= Home ultrasound =

Home ultrasound is the provision of therapeutic ultrasound via the use of a portable or home ultrasound machine. This method of medical ultrasound therapy can be used for various types of pain relief and physical therapy.

In physics, the term "ultrasound" applies to all acoustic energy with a frequency above the audible range of human hearing. The audible range of sound is 20 hertz – 20 kilohertz. Ultrasound frequency is greater than 20 kilohertz.

== Machines ==

Ultrasound energy is transferred based on the frequency and power output of the ultrasonic waves that an ultrasound machine or device creates. Home ultrasound machines and doctor's office machines both operate between 1 and 5 megahertz, however, home machines utilize pulsed ultrasonic waves while professional ultrasound machines in a doctor's office use continuous waves.

Typically, when using a home ultrasound machine, you will use it more frequently than if you were to have ultrasound treatments at a therapist's office, but the end results are the same as if using a continuous wave machine less frequently. Treatments towards a pre-workout in deep muscles and relieving tendons such as arthritis, frozen shoulder, strains, and sprains.

There are home ultrasounds available for purchase prices ranging from 46.00 U.S. dollars to 5,000.00.

== Benefits ==

Home ultrasound machines may have several benefits: long-term cost savings, portable physical therapy treatment, long-term pain relief for multiple symptoms, possible decrease in healing time, and can reduce chronic inflammation. Increase in knee range of motion after use for an injury's such as Osteoarthritis OA, which is the most common joint disorder and incidence increases with age. treatment of OA aims to reduce joint pain and stiffness, preserve and improve the joint mobility. The benefits have improvements for pain, function, and quality of life scales were effected by ultrasounds.

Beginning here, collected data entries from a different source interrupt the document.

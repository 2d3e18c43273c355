//! Sticky-error execution context.
//!
//! An [`ExecContext`] wraps a [`Substrate`] and records the first error of a
//! run. Once an error is recorded every later operation returns immediately
//! without touching the substrate, so stage builders can chain dozens of
//! staging operations and check the outcome once at the stage boundary.
//!
//! The error cell is a [`OnceLock`] shared by every clone of the context:
//! concurrent fan-out tasks race to set it and only the first write is kept.

use std::sync::{Arc, OnceLock};

use tracing::{debug, error};

use super::{command_line, Location, RunOptions, Substrate};
use crate::error::RunError;

/// Per-run handle enforcing first-error-wins semantics.
#[derive(Clone)]
pub struct ExecContext {
    substrate: Arc<dyn Substrate>,
    error: Arc<OnceLock<RunError>>,
}

impl std::fmt::Debug for ExecContext {
    fn fmt(&self, f: &mut std::fmt::Formatter<'_>) -> std::fmt::Result {
        f.debug_struct("ExecContext")
            .field("error", &self.error.get())
            .finish()
    }
}

impl ExecContext {
    /// Creates a context with no recorded error.
    pub fn new(substrate: Arc<dyn Substrate>) -> Self {
        Self {
            substrate,
            error: Arc::new(OnceLock::new()),
        }
    }

    /// Returns the recorded error, if any.
    pub fn error(&self) -> Option<&RunError> {
        self.error.get()
    }

    /// Returns true once an error has been recorded.
    pub fn is_failed(&self) -> bool {
        self.error.get().is_some()
    }

    /// Records `err` unless an error was already recorded.
    ///
    /// Returns true if this call recorded the error.
    pub fn fail(&self, err: RunError) -> bool {
        let message = err.to_string();
        match self.error.set(err) {
            Ok(()) => {
                error!(error = %message, "Run failed");
                true
            }
            Err(_) => {
                debug!(error = %message, "Ignoring error after the first one");
                false
            }
        }
    }

    /// Returns the recorded error as a `Result`.
    pub fn result(&self) -> Result<(), RunError> {
        match self.error.get() {
            Some(err) => Err(err.clone()),
            None => Ok(()),
        }
    }

    fn record<T>(&self, result: Result<T, RunError>) -> Option<T> {
        match result {
            Ok(value) => Some(value),
            Err(err) => {
                self.fail(err);
                None
            }
        }
    }

    /// Checks whether `location` exists.
    ///
    /// Returns false without recording anything when the location is
    /// missing; only genuine I/O failures are recorded.
    pub async fn exists(&self, location: &Location) -> bool {
        if self.is_failed() {
            return false;
        }
        self.record(self.substrate.exists(location).await)
            .unwrap_or(false)
    }

    /// Checks whether `location` is a regular file.
    pub async fn is_file(&self, location: &Location) -> bool {
        if self.is_failed() {
            return false;
        }
        self.record(self.substrate.is_file(location).await)
            .unwrap_or(false)
    }

    /// Creates a directory (and its parents).
    pub async fn mkdir(&self, location: &Location) {
        if self.is_failed() {
            return;
        }
        self.record(self.substrate.mkdir(location).await);
    }

    /// Creates a symbolic link at `dst` pointing to `src`.
    pub async fn link(&self, src: &Location, dst: &Location) {
        if self.is_failed() {
            return;
        }
        self.record(self.substrate.link(src, dst).await);
    }

    /// Copies `src` to `dst`.
    pub async fn copy(&self, src: &Location, dst: &Location) {
        if self.is_failed() {
            return;
        }
        self.record(self.substrate.copy(src, dst).await);
    }

    /// Reads a text file; `None` if the context failed (now or before).
    pub async fn read_text(&self, location: &Location) -> Option<String> {
        if self.is_failed() {
            return None;
        }
        self.record(self.substrate.read_text(location).await)
    }

    /// Reads a text file, leaving the classification of a failure to the
    /// caller. Nothing is recorded.
    pub async fn try_read_text(&self, location: &Location) -> Result<String, RunError> {
        self.result()?;
        self.substrate.read_text(location).await
    }

    /// Writes a text file.
    pub async fn write_text(&self, location: &Location, text: &str) {
        if self.is_failed() {
            return;
        }
        self.record(self.substrate.write_text(location, text).await);
    }

    /// Lists a directory; empty if the context failed.
    pub async fn list_dir(&self, location: &Location) -> Vec<Location> {
        if self.is_failed() {
            return Vec::new();
        }
        self.record(self.substrate.list_dir(location).await)
            .unwrap_or_default()
    }

    /// Removes a directory tree.
    pub async fn remove_dir(&self, location: &Location) {
        if self.is_failed() {
            return;
        }
        self.record(self.substrate.remove_dir(location).await);
    }

    /// Runs an external process on `host` and waits for it to exit.
    pub async fn run(&self, host: &str, program: &str, args: &[String], options: &RunOptions) {
        if self.is_failed() {
            debug!(command = %command_line(program, args), "Skipping process after failure");
            return;
        }
        self.record(self.substrate.run(host, program, args, options).await);
    }
}

#[cfg(test)]
mod tests {
    use super::*;
    use crate::error::ErrorKind;
    use crate::execution::LocalSubstrate;
    use tempfile::TempDir;

    fn context() -> ExecContext {
        ExecContext::new(Arc::new(LocalSubstrate::new()))
    }

    #[tokio::test]
    async fn test_operations_after_failure_have_no_effect() {
        let tmp = TempDir::new().unwrap();
        let root = Location::local(tmp.path());
        let ctx = context();

        ctx.mkdir(&root.join("da09_d01")).await;
        ctx.write_text(&root.join("da09_d01/namelist.input"), "&wrfvar1\n/\n")
            .await;
        assert!(ctx.result().is_ok());

        // fails: the staged boundary is missing
        ctx.copy(&root.join("inputs/wrfbdy_d01_da01"), &root.join("da09_d01/wrfbdy_d01"))
            .await;
        let first = ctx.error().cloned().expect("copy should fail");
        assert_eq!(first.kind(), ErrorKind::Staging);

        ctx.mkdir(&root.join("wrf09")).await;
        ctx.write_text(&root.join("da09_d01/parame.in"), "x").await;
        ctx.link(&root.join("da09_d01/namelist.input"), &root.join("nl")).await;
        ctx.copy(&root.join("da09_d01/namelist.input"), &root.join("copy"))
            .await;
        ctx.run("localhost", "false", &[], &RunOptions::new(tmp.path()))
            .await;

        assert!(!tmp.path().join("wrf09").exists());
        assert!(!tmp.path().join("da09_d01/parame.in").exists());
        assert!(!tmp.path().join("nl").exists());
        assert!(!tmp.path().join("copy").exists());
        assert_eq!(ctx.result(), Err(first));
    }

    #[tokio::test]
    async fn test_exists_does_not_record_missing() {
        let tmp = TempDir::new().unwrap();
        let ctx = context();
        assert!(!ctx.exists(&Location::local(tmp.path().join("wps"))).await);
        assert!(ctx.result().is_ok());
    }

    #[tokio::test]
    async fn test_reads_return_nothing_after_failure() {
        let tmp = TempDir::new().unwrap();
        std::fs::write(tmp.path().join("namelist.wps"), "max_dom = 3,\n").unwrap();
        let ctx = context();
        ctx.fail(RunError::config("boom"));

        assert_eq!(ctx.read_text(&Location::local(tmp.path().join("namelist.wps"))).await, None);
        assert!(ctx.list_dir(&Location::local(tmp.path())).await.is_empty());
        assert!(!ctx.exists(&Location::local(tmp.path())).await);
    }

    #[tokio::test]
    async fn test_try_read_text_does_not_record() {
        let tmp = TempDir::new().unwrap();
        let ctx = context();
        let missing = Location::local(tmp.path().join("namelist.wps"));

        assert!(ctx.try_read_text(&missing).await.is_err());
        assert!(ctx.result().is_ok());

        ctx.fail(RunError::config("boom"));
        assert_eq!(ctx.try_read_text(&missing).await, Err(RunError::config("boom")));
    }

    #[tokio::test]
    async fn test_first_error_wins_across_tasks() {
        let ctx = context();
        let mut handles = Vec::new();
        for i in 0..16 {
            let ctx = ctx.clone();
            handles.push(tokio::spawn(async move {
                ctx.fail(RunError::staging(format!("domain {}", i)))
            }));
        }

        let mut recorded = 0;
        for handle in handles {
            if handle.await.unwrap() {
                recorded += 1;
            }
        }

        assert_eq!(recorded, 1);
        let err = ctx.error().unwrap();
        assert!(err.to_string().starts_with("staging error: domain "));
    }

    #[tokio::test]
    async fn test_failed_process_is_recorded() {
        let tmp = TempDir::new().unwrap();
        let ctx = context();
        ctx.run("localhost", "false", &[], &RunOptions::new(tmp.path()))
            .await;
        assert_eq!(ctx.error().map(RunError::kind), Some(ErrorKind::Execution));
    }
}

== Types of ultrasound therapy ==

Home ultrasound machines operate within the range of frequencies of therapeutic ultrasound, as opposed to the more commonly known diagnostic ultrasound, or Diagnostic sonography. Typical diagnostic ultrasound machines operate in the frequency range of 2-18 megahertz, whereas home ultrasound machines and therapeutic ultrasound machines operate in the frequency range of .7-3.3 megahertz. Diagnostic sonography is typically used to create an audio "image", such as during pregnancy to visualize the developing baby.

== Phonophoresis ==

Phonophoresis, also known as sonophoresis, is the use of ultrasound to enhance the delivery of topically applied drugs. Home ultrasound allows the application of topically applied analgesics and anti-inflammatory agents through the therapeutic application of ultrasound. It is widely used in hospitals to deliver drugs through the skin. Pharmacists compound the drugs by mixing them with a coupling agent (gel, cream, ointment) that transfers ultrasonic energy from the ultrasound transducer to the skin. The ultrasound potentially enhances drug transport by cavitation, microstreaming, and heating.

== Pregnancy ==

The ultrasonic wavelengths create an audio "image" as the machine therapeutically shows a baby growth inside the genetic mother's uterus. They serve as a monitor and have a validation of the predictions of ovulation and the IUI Intrauterine insemination cycles.